These data indicate that reproductive age significantly modulates the effect of a high fat diet on brain cytokine levels, with older females more susceptible to elevated levels of inflammatory cytokines. Estrogen treatment is partially effective in attenuating this central inflammatory response.

Methods

Animals

Adult female Sprague Dawley rats were purchased from Harlan Laboratories (IN) as proven breeders (5 mos.; 250g) or retired breeders (9-11 mos.). The estrus cycle was determined by vaginal smears taken each morning for a period of 14-20 days. Vaginal smears were obtained with a cotton swab, placed on a slide and the cytology was examined (Olympus, BX2 microscope) for estrus cycle classification. Criteria used for mature adults were a normal but lengthened estrus cycle (approx. 10 day cycle). Rats that persisted in one stage for 7 days were considered acyclic and for these studies retired breeders were used once we had confirmed that they were in constant diestrus. All procedures were in accordance with NIH and institutional guidelines governing animal welfare. For tissue collection, the rats were deeply anesthetized (ketamine: 87 mg/kg; xylazine: 13 mg/kg) and decapitated.

Surgical procedures & experimental paradigm

Mature adults and reproductive senescent female rats were bilaterally ovariectomized as described previously (Jezierski and Sohrabji, 2000; Jezierski and Sohrabji, 2001; Johnson et al., 2006) at the start of the experiment and implanted with an estradiol or control pellet (Innovative Research of America, FL). The time-release pellets were identical to those used in previous studies (Jezierski and Sohrabji, 2001; Nordell et al., 2003) and were designed to maintain a plasma hormone level of 60-80 pg/ml. Previous studies have shown that a stable level of plasma estradiol is maintained at 3, 4 and 6 weeks, although a recent study reports a high supraphysiologic burst of hormone levels soon after pellet implantation (Singh et al., 2008).
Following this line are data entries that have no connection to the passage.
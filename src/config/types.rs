use serde::Deserialize;
use std::time::Duration;

/// Browser-identifying user agent sent with every request.
///
/// Plenty of origin servers answer 403 to clients that do not look like a
/// browser, so the default mimics a desktop Chrome build.
pub const DEFAULT_USER_AGENT: &str = "Mozilla/5.0 (Windows NT 6.1; WOW64) AppleWebKit/537.11 (KHTML, like Gecko) Chrome/23.0.1271.95 Safari/537.11";

/// Default path for both the seed list and the traversal result
pub const DEFAULT_TRAVERSED_PATH: &str = "traversedFiles.txt";

/// Main configuration structure for Trawler
#[derive(Debug, Clone, Default, Deserialize)]
#[serde(default)]
pub struct Config {
    pub crawler: CrawlerConfig,
    #[serde(rename = "user-agent")]
    pub user_agent: UserAgentConfig,
    pub input: InputConfig,
    pub output: OutputConfig,
}

/// Crawler behavior configuration
#[derive(Debug, Clone, Deserialize)]
#[serde(default, rename_all = "kebab-case")]
pub struct CrawlerConfig {
    /// Visited-set cap for a crawl started from a single address
    pub interactive_cap: usize,

    /// Visited-set cap for a crawl seeded from the seed file
    pub file_cap: usize,

    /// Connection establishment timeout (milliseconds)
    pub connect_timeout_ms: u64,

    /// Overall request timeout (milliseconds), unset means no limit
    pub request_timeout_ms: Option<u64>,

    /// Whether an address dequeued a second time is fetched again
    pub refetch_duplicates: bool,
}

impl Default for CrawlerConfig {
    fn default() -> Self {
        Self {
            interactive_cap: 100,
            file_cap: 1000,
            connect_timeout_ms: 5000,
            request_timeout_ms: None,
            refetch_duplicates: true,
        }
    }
}

impl CrawlerConfig {
    pub fn connect_timeout(&self) -> Duration {
        Duration::from_millis(self.connect_timeout_ms)
    }

    pub fn request_timeout(&self) -> Option<Duration> {
        self.request_timeout_ms.map(Duration::from_millis)
    }
}

/// User agent identification configuration
#[derive(Debug, Clone, Deserialize)]
#[serde(default)]
pub struct UserAgentConfig {
    /// The full `User-Agent` header value
    pub value: String,
}

impl Default for UserAgentConfig {
    fn default() -> Self {
        Self {
            value: DEFAULT_USER_AGENT.to_string(),
        }
    }
}

/// Seed source configuration
#[derive(Debug, Clone, Deserialize)]
#[serde(default, rename_all = "kebab-case")]
pub struct InputConfig {
    /// Path to the seed file, one address per line
    pub seed_path: String,
}

impl Default for InputConfig {
    fn default() -> Self {
        Self {
            seed_path: DEFAULT_TRAVERSED_PATH.to_string(),
        }
    }
}

/// Output configuration
#[derive(Debug, Clone, Deserialize)]
#[serde(default, rename_all = "kebab-case")]
pub struct OutputConfig {
    /// Path of the traversed-address artifact, overwritten on every run
    pub traversed_path: String,
}

impl Default for OutputConfig {
    fn default() -> Self {
        Self {
            traversed_path: DEFAULT_TRAVERSED_PATH.to_string(),
        }
    }
}
use crate::config::types::{Config, CrawlerConfig, InputConfig, OutputConfig, UserAgentConfig};
use crate::ConfigError;

/// Validates the entire configuration
pub fn validate(config: &Config) -> Result<(), ConfigError> {
    validate_crawler_config(&config.crawler)?;
    validate_user_agent_config(&config.user_agent)?;
    validate_input_config(&config.input)?;
    validate_output_config(&config.output)?;
    Ok(())
}

/// Validates crawler configuration
fn validate_crawler_config(config: &CrawlerConfig) -> Result<(), ConfigError> {
    if config.interactive_cap < 1 {
        return Err(ConfigError::Validation(format!(
            "interactive_cap must be >= 1, got {}",
            config.interactive_cap
        )));
    }

    if config.file_cap < 1 {
        return Err(ConfigError::Validation(format!(
            "file_cap must be >= 1, got {}",
            config.file_cap
        )));
    }

    if config.connect_timeout_ms < 100 || config.connect_timeout_ms > 60_000 {
        return Err(ConfigError::Validation(format!(
            "connect_timeout_ms must be between 100 and 60000, got {}ms",
            config.connect_timeout_ms
        )));
    }

    if let Some(request_timeout) = config.request_timeout_ms {
        if request_timeout < config.connect_timeout_ms {
            return Err(ConfigError::Validation(format!(
                "request_timeout_ms ({}ms) must not be shorter than connect_timeout_ms ({}ms)",
                request_timeout, config.connect_timeout_ms
            )));
        }
    }

    Ok(())
}

/// Validates user agent configuration
fn validate_user_agent_config(config: &UserAgentConfig) -> Result<(), ConfigError> {
    if config.value.trim().is_empty() {
        return Err(ConfigError::Validation(
            "user agent cannot be empty".to_string(),
        ));
    }

    // Header values cannot carry control characters
    if config.value.chars().any(|c| c.is_control()) {
        return Err(ConfigError::Validation(format!(
            "user agent must not contain control characters, got '{}'",
            config.value.escape_debug()
        )));
    }

    Ok(())
}

fn validate_input_config(config: &InputConfig) -> Result<(), ConfigError> {
    if config.seed_path.is_empty() {
        return Err(ConfigError::Validation(
            "seed_path cannot be empty".to_string(),
        ));
    }
    Ok(())
}

fn validate_output_config(config: &OutputConfig) -> Result<(), ConfigError> {
    if config.traversed_path.is_empty() {
        return Err(ConfigError::Validation(
            "traversed_path cannot be empty".to_string(),
        ));
    }
    Ok(())
}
Controls received an empty pellet consisting of the same matrix material but devoid of hormone. Experimental procedures: Animals were fed ad libitum re-pelleted normal rat chow (Diet #8604, Harlan Teklad, WI) or normal rat chow (Diet #8604) enriched with 4% cholesterol and 1% cholic acid. Body weight was measured once a week and food was refilled every 3 days. Animals were terminated between 10 and 11 weeks following the initiation of the feeding regimen.

Tissue Collection

All animals were deeply anesthetized and transcardially perfused with cold phosphate buffered saline (pH = 7.4) after the blood was collected from the left ventricle of the heart using a heparin (500U/mL) coated syringe (16 gauge-needle). The rats were then decapitated and the brains rapidly dissected. Hippocampal and liver tissue was collected and stored at −80°C. Uterine weight was used to confirm ovariectomy and estrogen replacement. The brain and liver tissue was processed for protein extraction. Blood was centrifuged at 2500 rpm for 30 min. to collect the plasma.

Protein Collection

Proteins were isolated by homogenizing the tissue in previously described lysis buffer (Sohrabji et al., 2000). Protein concentrations were determined using the bicinchoninic acid method (Pierce, IL) with BSA as a standard. The plates were read at 560nm in an ELISA plate reader and concentrations of the samples were interpolated from a linear curve using KC3 software (Biotek,VT). Total protein content was determined as a product of protein concentration (μg/μL) x total fluid content of sample.

Analysis of Cholesterol, Glucose and Leptin Levels in Plasma

Non-fasting levels of plasma glucose from mature adults and reproductive senescent females were measured using the mutarotase-GOD enzymatic method (Wako, Richmond, VA). Total cholesterol (Cholesterol E) was measured also using a kit from Wako Diagnostics. Manufacturer's instructions were followed for both kits. The plates were read at 505nm in an ELISA plate reader and concentrations of the samples were interpolated from the standards using Magellan software (Tecan, Switzerland). Leptin levels were measured using the Milliplex™ MAP leptin kit (Millipore Corp., MA) using manufacturer's instructions. The Bio-Plex Suspension System was calibrated using CAL2 (High PMT, Bio-Plex Calibration Kit). A total of 10 μL of sample/standards/controls was used for this assay followed by addition of the beads. The plate containing the samples/standards/controls plus the premixed beads were incubated overnight at 4°C with shaking. The plate was washe d twice, the washes were removed by vacuum filtration, the detection antibody (50 μL) w as added and the plate incubated for 1 hr at room temperature. The plate was treated with streptavidin-phycoerythrin (50 μL) and incubated at room temperature for 30 min. After the final wash step, the beads were resuspended in 100 μL assay buffer and read using the Bio-Plex Suspens ion Array Systems with High-Throughput Fluidics.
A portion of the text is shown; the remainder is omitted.